■ The task
Determine how many lines of the listing below include the string "must". Output the number and nothing more.
*** Extracted information ***
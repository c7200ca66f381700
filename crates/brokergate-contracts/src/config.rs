//! Deployment configuration for the authorizer.
//!
//! Loaded once at process start, either from environment variables or from a
//! TOML file. Every field has a default except the table name, which is only
//! required by connectors that actually open a store.

use std::path::Path;

use serde::{Deserialize, Serialize};

use crate::error::{BrokerGateError, BrokerGateResult};

pub const ENV_DISCONNECT_SECONDS: &str = "DISCONNECT_SECONDS";
pub const ENV_REFRESH_SECONDS: &str = "REFRESH_SECONDS";
pub const ENV_REQUIRE_SIGNATURE_VERIFICATION: &str = "REQUIRE_SIGNATURE_VERIFICATION";
pub const ENV_TABLE_NAME: &str = "DYNAMO_TABLE_NAME";
pub const ENV_REGION: &str = "AWS_REGION";
pub const ENV_ACCOUNT_ID: &str = "AWS_ACCOUNT_ID";
pub const ENV_HANDLE_TTL_SECONDS: &str = "HANDLE_TTL_SECONDS";

const DEFAULT_LEASE_SECONDS: u64 = 60 * 60;
const DEFAULT_HANDLE_TTL_SECONDS: u64 = 5 * 60;

/// Authorizer settings.
///
/// Example TOML:
/// ```toml
/// table_name = "mqtt-clients"
/// region = "eu-west-1"
/// account_id = "123456789012"
/// require_signature_verification = true
/// ```
#[derive(Debug, Clone, PartialEq, Eq, Serialize, Deserialize)]
#[serde(default)]
pub struct AuthorizerConfig {
    /// Seconds until the gateway drops the connection.
    pub disconnect_after_seconds: u64,
    /// Seconds until the gateway asks for a fresh decision.
    pub refresh_after_seconds: u64,
    /// Deny any request whose token signature the gateway did not verify.
    pub require_signature_verification: bool,
    /// Backing table holding identity records.
    pub table_name: Option<String>,
    /// Region and account are only used to build resource names.
    pub region: String,
    pub account_id: String,
    /// Lifetime of the cached store handle.
    pub handle_ttl_seconds: u64,
}

impl Default for AuthorizerConfig {
    fn default() -> Self {
        Self {
            disconnect_after_seconds: DEFAULT_LEASE_SECONDS,
            refresh_after_seconds: DEFAULT_LEASE_SECONDS,
            require_signature_verification: false,
            table_name: None,
            region: String::new(),
            account_id: String::new(),
            handle_ttl_seconds: DEFAULT_HANDLE_TTL_SECONDS,
        }
    }
}

impl AuthorizerConfig {
    /// Read configuration from the process environment.
    pub fn from_env() -> BrokerGateResult<Self> {
        Self::from_lookup(|key| std::env::var(key).ok())
    }

    /// Build configuration from an arbitrary key lookup.
    ///
    /// Unset keys keep their defaults. Values that are set but do not parse
    /// are a `ConfigError`.
    pub fn from_lookup<F>(lookup: F) -> BrokerGateResult<Self>
    where
        F: Fn(&str) -> Option<String>,
    {
        let mut config = Self::default();

        if let Some(v) = lookup(ENV_DISCONNECT_SECONDS) {
            config.disconnect_after_seconds = parse_seconds(ENV_DISCONNECT_SECONDS, &v)?;
        }
        if let Some(v) = lookup(ENV_REFRESH_SECONDS) {
            config.refresh_after_seconds = parse_seconds(ENV_REFRESH_SECONDS, &v)?;
        }
        if let Some(v) = lookup(ENV_REQUIRE_SIGNATURE_VERIFICATION) {
            config.require_signature_verification =
                parse_flag(ENV_REQUIRE_SIGNATURE_VERIFICATION, &v)?;
        }
        if let Some(v) = lookup(ENV_HANDLE_TTL_SECONDS) {
            config.handle_ttl_seconds = parse_seconds(ENV_HANDLE_TTL_SECONDS, &v)?;
        }
        config.table_name = lookup(ENV_TABLE_NAME).filter(|v| !v.is_empty());
        if let Some(v) = lookup(ENV_REGION) {
            config.region = v;
        }
        if let Some(v) = lookup(ENV_ACCOUNT_ID) {
            config.account_id = v;
        }

        Ok(config)
    }

    /// Parse `s` as a TOML configuration document.
    pub fn from_toml_str(s: &str) -> BrokerGateResult<Self> {
        toml::from_str(s).map_err(|e| BrokerGateError::ConfigError {
            reason: format!("failed to parse authorizer config TOML: {}", e),
        })
    }

    /// Read and parse the TOML configuration file at `path`.
    pub fn from_file(path: &Path) -> BrokerGateResult<Self> {
        let contents = std::fs::read_to_string(path).map_err(|e| BrokerGateError::ConfigError {
            reason: format!("failed to read config file '{}': {}", path.display(), e),
        })?;
        Self::from_toml_str(&contents)
    }

    /// The table name, or a `ConfigError` when none is configured.
    pub fn require_table_name(&self) -> BrokerGateResult<&str> {
        self.table_name
            .as_deref()
            .ok_or_else(|| BrokerGateError::ConfigError {
                reason: format!("{} is not set", ENV_TABLE_NAME),
            })
    }
}

fn parse_seconds(key: &str, value: &str) -> BrokerGateResult<u64> {
    value.trim().parse().map_err(|e| BrokerGateError::ConfigError {
        reason: format!("{} must be a whole number of seconds, got '{}': {}", key, value, e),
    })
}

fn parse_flag(key: &str, value: &str) -> BrokerGateResult<bool> {
    match value.trim().to_ascii_lowercase().as_str() {
        "" | "0" | "false" | "no" => Ok(false),
        "1" | "true" | "yes" => Ok(true),
        _ => Err(BrokerGateError::ConfigError {
            reason: format!("{} must be a boolean, got '{}'", key, value),
        }),
    }
}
*** End of Extracted information ***
■ Answer below
2